Ulloa tells Concordia Acadians to settle or face exile again; building pirogues
by Stanley Nelson - posted E-mail Story E-mail Story | Print Story Print Story 
ACADIANS IN CONCORDIA: 1768-1769

(Fifth in a Series)

In Concordia in the spring of 1768, Lt Pedro Piernas was awaiting word from the governor of Louisiana on what do with 147 Acadians who refused to settle on land near the Spanish fort located below present day Vidalia.

This group of Acadians, one of many that came to Louisiana in the years after the British ran them out of Nova Scotia, had arrived in New Orleans a few weeks earlier from Maryland. Gov. Antonio Ulloa, Spain's first governor of the Louisiana colony, sent them to Concordia as part of a plan to create settlements near Spanish forts on the west side of the Mississippi opposite English forts along the east side.

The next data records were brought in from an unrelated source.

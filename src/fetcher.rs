//! Byte-range fetching against a resolved blob URL.
//!
//! A [`Fetcher`] is bound to one blob URL and one authenticated transport.
//! It services a set of disjoint regions in a single HTTP request: the
//! `Range` header always leads with a dummy `0-0` range so the server is
//! obliged to answer with a `multipart/byteranges` body even for a single
//! requested range, which folds the raw-206 and multipart-206 cases into
//! one parser.
//!
//! A server may instead answer `200 OK` with the whole blob; that response
//! is returned as a single region covering the blob. The fetcher returns
//! whatever regions the server produced and leaves reconciliation with the
//! requested set to the caller.

use std::collections::HashMap;
use std::sync::Arc;
use std::time::Duration;

use reqwest::{header, Method, StatusCode};

use crate::error::{Result, StoreError};
use crate::keychain::AuthTransport;
use crate::region::{parse_content_range, Region};

/// Deadline for metadata round-trips (redirect, size probe, liveness).
pub(crate) const METADATA_TIMEOUT: Duration = Duration::from_secs(10);

/// Default deadline for bulk range fetches.
pub(crate) const FETCH_TIMEOUT: Duration = Duration::from_secs(30);

/// Caller-supplied overrides for a single fetch.
#[derive(Debug, Clone, Default)]
pub struct FetchOptions {
    /// Overall deadline superseding the 30-second default.
    pub timeout: Option<Duration>,
}

/// Range fetcher bound to a resolved blob URL.
#[derive(Debug)]
pub(crate) struct Fetcher {
    pub(crate) url: String,
    pub(crate) transport: Arc<AuthTransport>,
}

impl Fetcher {
    /// Fetch a set of regions in one request, returning a mapping from the
    /// regions the server actually produced to their bytes.
    pub(crate) async fn fetch(
        &self,
        requests: &[Region],
        options: &FetchOptions,
    ) -> Result<HashMap<Region, Vec<u8>>> {
        let mut fetched = HashMap::new();
        if requests.is_empty() {
            return Ok(fetched);
        }

        // Dummy leading range forces a multipart response.
        let mut ranges = String::from("bytes=0-0");
        for region in requests {
            ranges.push_str(&format!(",{}-{}", region.begin, region.end));
        }

        let response = self
            .transport
            .request(Method::GET, &self.url)
            .header(header::RANGE, ranges)
            .header(header::ACCEPT_ENCODING, "identity")
            .timeout(options.timeout.unwrap_or(FETCH_TIMEOUT))
            .send()
            .await?;

        match response.status() {
            StatusCode::OK => {
                // The server ignored the ranges and sent the whole blob.
                let declared = response
                    .headers()
                    .get(header::CONTENT_LENGTH)
                    .and_then(|v| v.to_str().ok())
                    .and_then(|v| v.parse::<u64>().ok());
                let data = response.bytes().await?.to_vec();
                if let Some(declared) = declared {
                    if declared != data.len() as u64 {
                        return Err(StoreError::SizeMismatch {
                            url: self.url.clone(),
                            expected: declared,
                            actual: data.len() as u64,
                        });
                    }
                }
                if !data.is_empty() {
                    fetched.insert(Region::new(0, data.len() as u64 - 1), data);
                }
                Ok(fetched)
            }
            StatusCode::PARTIAL_CONTENT => {
                let content_type = response
                    .headers()
                    .get(header::CONTENT_TYPE)
                    .and_then(|v| v.to_str().ok())
                    .unwrap_or("")
                    .to_string();
                let boundary = multipart_boundary(&content_type).ok_or_else(|| {
                    StoreError::UnexpectedMediaType {
                        url: self.url.clone(),
                        content_type: content_type.clone(),
                    }
                })?;

                let body = response.bytes().await?;
                let mut parts = parse_multipart(&body, &boundary)?.into_iter();
                // The first part answers the dummy range.
                parts.next();

                for part in parts {
                    let header = part.content_range.ok_or_else(|| {
                        StoreError::MalformedRange("part without Content-Range".to_string())
                    })?;
                    let region = parse_content_range(&header)?;
                    if part.data.len() as u64 != region.size() {
                        return Err(StoreError::SizeMismatch {
                            url: self.url.clone(),
                            expected: region.size(),
                            actual: part.data.len() as u64,
                        });
                    }
                    fetched.insert(region, part.data);
                }
                Ok(fetched)
            }
            status => Err(StoreError::FetchFailed {
                url: self.url.clone(),
                status: status.as_u16(),
            }),
        }
    }

    /// Probe whether the resolved URL still serves the blob.
    ///
    /// Uses a two-byte ranged GET rather than HEAD; some registries only
    /// answer range probes on the GET path.
    pub(crate) async fn check(&self) -> Result<()> {
        let response = self
            .transport
            .request(Method::GET, &self.url)
            .header(header::RANGE, "bytes=0-1")
            .timeout(METADATA_TIMEOUT)
            .send()
            .await?;
        let status = response.status();
        let _ = response.bytes().await;

        if status == StatusCode::OK || status == StatusCode::PARTIAL_CONTENT {
            Ok(())
        } else {
            Err(StoreError::CheckFailed {
                url: self.url.clone(),
                status: status.as_u16(),
            })
        }
    }

    /// Cache ID for a raw region of this blob.
    pub(crate) fn gen_id(&self, region: Region) -> String {
        crate::cache::chunk_id(&self.url, region.begin, region.end)
    }
}

/// Resolve the blob endpoint to its final URL.
///
/// A single redirect hop is followed by taking the `Location` header
/// verbatim; nested redirects are not chased.
pub(crate) async fn redirect(endpoint_url: &str, transport: &AuthTransport) -> Result<String> {
    let response = transport
        .request(Method::GET, endpoint_url)
        .header(header::RANGE, "bytes=0-1")
        .timeout(METADATA_TIMEOUT)
        .send()
        .await?;
    let status = response.status();
    let location = response
        .headers()
        .get(header::LOCATION)
        .and_then(|v| v.to_str().ok())
        .map(str::to_string);
    let _ = response.bytes().await;

    if status.is_success() {
        Ok(endpoint_url.to_string())
    } else if status.is_redirection() {
        location.ok_or(StoreError::RedirectFailed {
            url: endpoint_url.to_string(),
            status: status.as_u16(),
        })
    } else {
        Err(StoreError::RedirectFailed {
            url: endpoint_url.to_string(),
            status: status.as_u16(),
        })
    }
}

/// Determine the blob size from a HEAD request against the resolved URL.
pub(crate) async fn get_size(url: &str, transport: &AuthTransport) -> Result<u64> {
    let response = transport
        .request(Method::HEAD, url)
        .timeout(METADATA_TIMEOUT)
        .send()
        .await?;
    let status = response.status();
    if status != StatusCode::OK {
        return Err(StoreError::SizeProbeFailed {
            url: url.to_string(),
            reason: format!("HEAD request answered {status}"),
        });
    }
    response
        .headers()
        .get(header::CONTENT_LENGTH)
        .and_then(|v| v.to_str().ok())
        .and_then(|v| v.parse::<u64>().ok())
        .ok_or_else(|| StoreError::SizeProbeFailed {
            url: url.to_string(),
            reason: "missing or invalid Content-Length".to_string(),
        })
}

/// Extract the boundary parameter from a `multipart/...` media type.
fn multipart_boundary(content_type: &str) -> Option<String> {
    let mut parts = content_type.split(';');
    let media_type = parts.next()?.trim();
    if !media_type
        .to_ascii_lowercase()
        .starts_with("multipart/")
    {
        return None;
    }
    for param in parts {
        if let Some(value) = param.trim().strip_prefix("boundary=") {
            let value = value.trim().trim_matches('"');
            if !value.is_empty() {
                return Some(value.to_string());
            }
        }
    }
    None
}

struct MultipartPart {
    content_range: Option<String>,
    data: Vec<u8>,
}

/// Parse a `multipart/byteranges` body into its parts, in order.
fn parse_multipart(body: &[u8], boundary: &str) -> Result<Vec<MultipartPart>> {
    let delimiter = format!("--{boundary}");
    let closing = b"--";

    let mut parts = Vec::new();
    let mut pos = find(body, delimiter.as_bytes()).ok_or_else(|| {
        StoreError::MalformedRange("multipart body without boundary".to_string())
    })? + delimiter.len();

    loop {
        if body[pos..].starts_with(closing) {
            break;
        }
        if body[pos..].starts_with(b"\r\n") {
            pos += 2;
        }

        let headers_end = find(&body[pos..], b"\r\n\r\n").ok_or_else(|| {
            StoreError::MalformedRange("multipart part without header block".to_string())
        })? + pos;
        let content_range = parse_part_headers(&body[pos..headers_end]);

        let data_start = headers_end + 4;
        let needle = format!("\r\n--{boundary}");
        let data_len = find(&body[data_start..], needle.as_bytes()).ok_or_else(|| {
            StoreError::MalformedRange("unterminated multipart part".to_string())
        })?;

        parts.push(MultipartPart {
            content_range,
            data: body[data_start..data_start + data_len].to_vec(),
        });
        pos = data_start + data_len + needle.len();
    }

    Ok(parts)
}

fn parse_part_headers(raw: &[u8]) -> Option<String> {
    let text = std::str::from_utf8(raw).ok()?;
    for line in text.split("\r\n") {
        if let Some((name, value)) = line.split_once(':') {
            if name.trim().eq_ignore_ascii_case("content-range") {
                return Some(value.trim().to_string());
            }
        }
    }
    None
}

fn find(haystack: &[u8], needle: &[u8]) -> Option<usize> {
    if needle.is_empty() || haystack.len() < needle.len() {
        return None;
    }
    haystack.windows(needle.len()).position(|w| w == needle)
}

But the Acadians assigned to Concordia by Ulloa were never happy with his decision, and their leaders protested. By this time, Ulloa was furious that two Acadians, Honore´ and Alexis Braud, had fled New Orleans with their families after learning that they would be forced to settle in Concordia or placed on a ship and banished from Louisiana. They hid with relatives at an Acadian settlement between Baton Rouge and New Orleans.

When the commander at the nearby fort sent the Acadian militia to arrest Honore´ and Alexis Braud, they instead warned them of Ulloa's intentions, and gave the Brauds ample time to make their escape. Eventually, the brothers crossed the Mississippi and fled to British Territory. The lieutenant governor of the British province of West Florida, which included Natchez, had been luring Acadians to settle on British land.

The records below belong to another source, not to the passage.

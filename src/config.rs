//! Configuration for resolution and per-blob runtime behavior.
//!
//! The resolver is configured per registry domain: an ordered list of
//! mirror hosts, each optionally marked insecure (plain HTTP). The origin
//! domain itself is always tried last, so an empty configuration simply
//! means "go straight to the origin".
//!
//! Per-blob settings control the fetch granularity and how often the
//! resolved blob URL is re-checked for liveness.
//!
//! # Configuration Structure
//!
//! A typical configuration file looks like:
//! ```toml
//! [resolver."registry.example.com"]
//! mirrors = [
//!     { host = "mirror-a.example.com" },
//!     { host = "mirror-b.internal:5000", insecure = true },
//! ]
//!
//! [blob]
//! chunk_size = 50000
//! valid_interval = 60
//! ```
//!
//! Zero values mean "use the default": chunk size 50 000 bytes, validity
//! interval 60 seconds. `check_always` forces a liveness probe on every
//! access regardless of the interval.
//!
//! Locating and reading the file is the embedding application's job; this
//! module only parses content handed to it.

use std::collections::HashMap;

use serde::Deserialize;

/// Full configuration document: per-domain resolver settings plus blob
/// runtime defaults.
#[derive(Debug, Clone, Default, Deserialize)]
pub struct Config {
    /// Resolver configuration keyed by registry domain.
    #[serde(default)]
    pub resolver: HashMap<String, ResolverConfig>,

    /// Per-blob runtime settings.
    #[serde(default)]
    pub blob: BlobConfig,
}

/// Resolution settings for one registry domain.
#[derive(Debug, Clone, Default, PartialEq, Eq, Deserialize)]
pub struct ResolverConfig {
    /// Mirror hosts tried in order before the origin domain.
    #[serde(default)]
    pub mirrors: Vec<MirrorConfig>,
}

/// A single mirror host.
#[derive(Debug, Clone, Default, PartialEq, Eq, Deserialize)]
pub struct MirrorConfig {
    /// Host (and optional port) serving the same blobs as the origin.
    pub host: String,

    /// Use plain HTTP when talking to this host.
    #[serde(default)]
    pub insecure: bool,
}

/// Per-blob runtime settings.
#[derive(Debug, Clone, Copy, Default, PartialEq, Eq, Deserialize)]
pub struct BlobConfig {
    /// Seconds the resolved URL is trusted before a liveness re-check.
    /// Zero means the 60-second default.
    #[serde(default)]
    pub valid_interval: u64,

    /// Probe liveness on every access, ignoring `valid_interval`.
    #[serde(default)]
    pub check_always: bool,

    /// Fetch granularity in bytes. Zero means the 50 000-byte default.
    #[serde(default)]
    pub chunk_size: u64,
}

impl Config {
    /// Parse configuration from TOML content.
    pub fn from_toml(content: &str) -> Result<Self, toml::de::Error> {
        toml::from_str(content)
    }
}
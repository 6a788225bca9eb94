//! 图核心模块
//!
//! 定义顶点约束、边和带权无向图

mod edge;
mod graph;
mod vertex;

pub use edge::{EdgeKey, WeightedEdge};
pub use graph::UndirectedGraph;
pub use vertex::{Neighbors, VertexKey};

In fact, one Spanish officer reported that the Brauds were planning to settle at British Natchez, across the river from the Concordia fort. The Mississippi at that moment was the dividing line of two nations -- Great Britain on the east and Spain on the west. The Spanish officer sent a crew of "well armed" men in a boat "in pursuit" of the Brauds to arrest the men and return them to New Orleans. But on April 25 the Brauds slipped into the British fort of Manchac where the commander there welcomed them.

A cousin of the Brauds, Joseph Braud, was among three Acadians sent from the Concordia fort to New Orleans to meet with Ulloa again on the settlement issue. In the meantime, Acadian settlers at other locations in Louisiana were stunned when the commanders of Spanish posts at Opelousas, Attakapas, Pointe Coupee, Cabannoce´ and Des Allemandes received a letter from Ulloa with a hard line against any Acadian discontent.

He told one commander: "You will not allow to settle in the area under your jurisdiction any of the Acadians who have recently arrived under the command of Pedro Piernas (at Concordia), be they individuals or families, and, should they attempt it, you will arrest them immediately and send them to this city as prisoners. For this purpose, you will convoke (a meeting of) all the heads of households of your post and let them know that no one should receive them regardless of the reason or the pretext of familial relationship, under pain of the following penalty: he who harbors them, contrary to my orders, will be expatriated from the colony with his family, regardless of the excuse."

In a circular letter to commanders throughout Louisiana, Ulloa wrote: "You will prevent any newly-arrived Acadian from settling in your district. Consequently, you will forewarn all the settlers that they are forbidden to harbor them, under any circumstances.

"You will also warn the Acadians already settled in your district. Should they receive any Acadians, even the relatives under any circumstance, they will pay dearly for their disobedience, forfeiting their land grants."

ACADIAN BURIED AT FORT

At the Concordia fort, the Acadians, weary from their trials, began to soften in their attitude against Concordia as they awaited word from Ulloa on their resettlement request. Piernas said the Acadians were beginning "to recognize the land's value. I don't know if they will hold the same opinion when the three men (including Joseph Braud) who went to meet with you and who have always influenced the rest, return."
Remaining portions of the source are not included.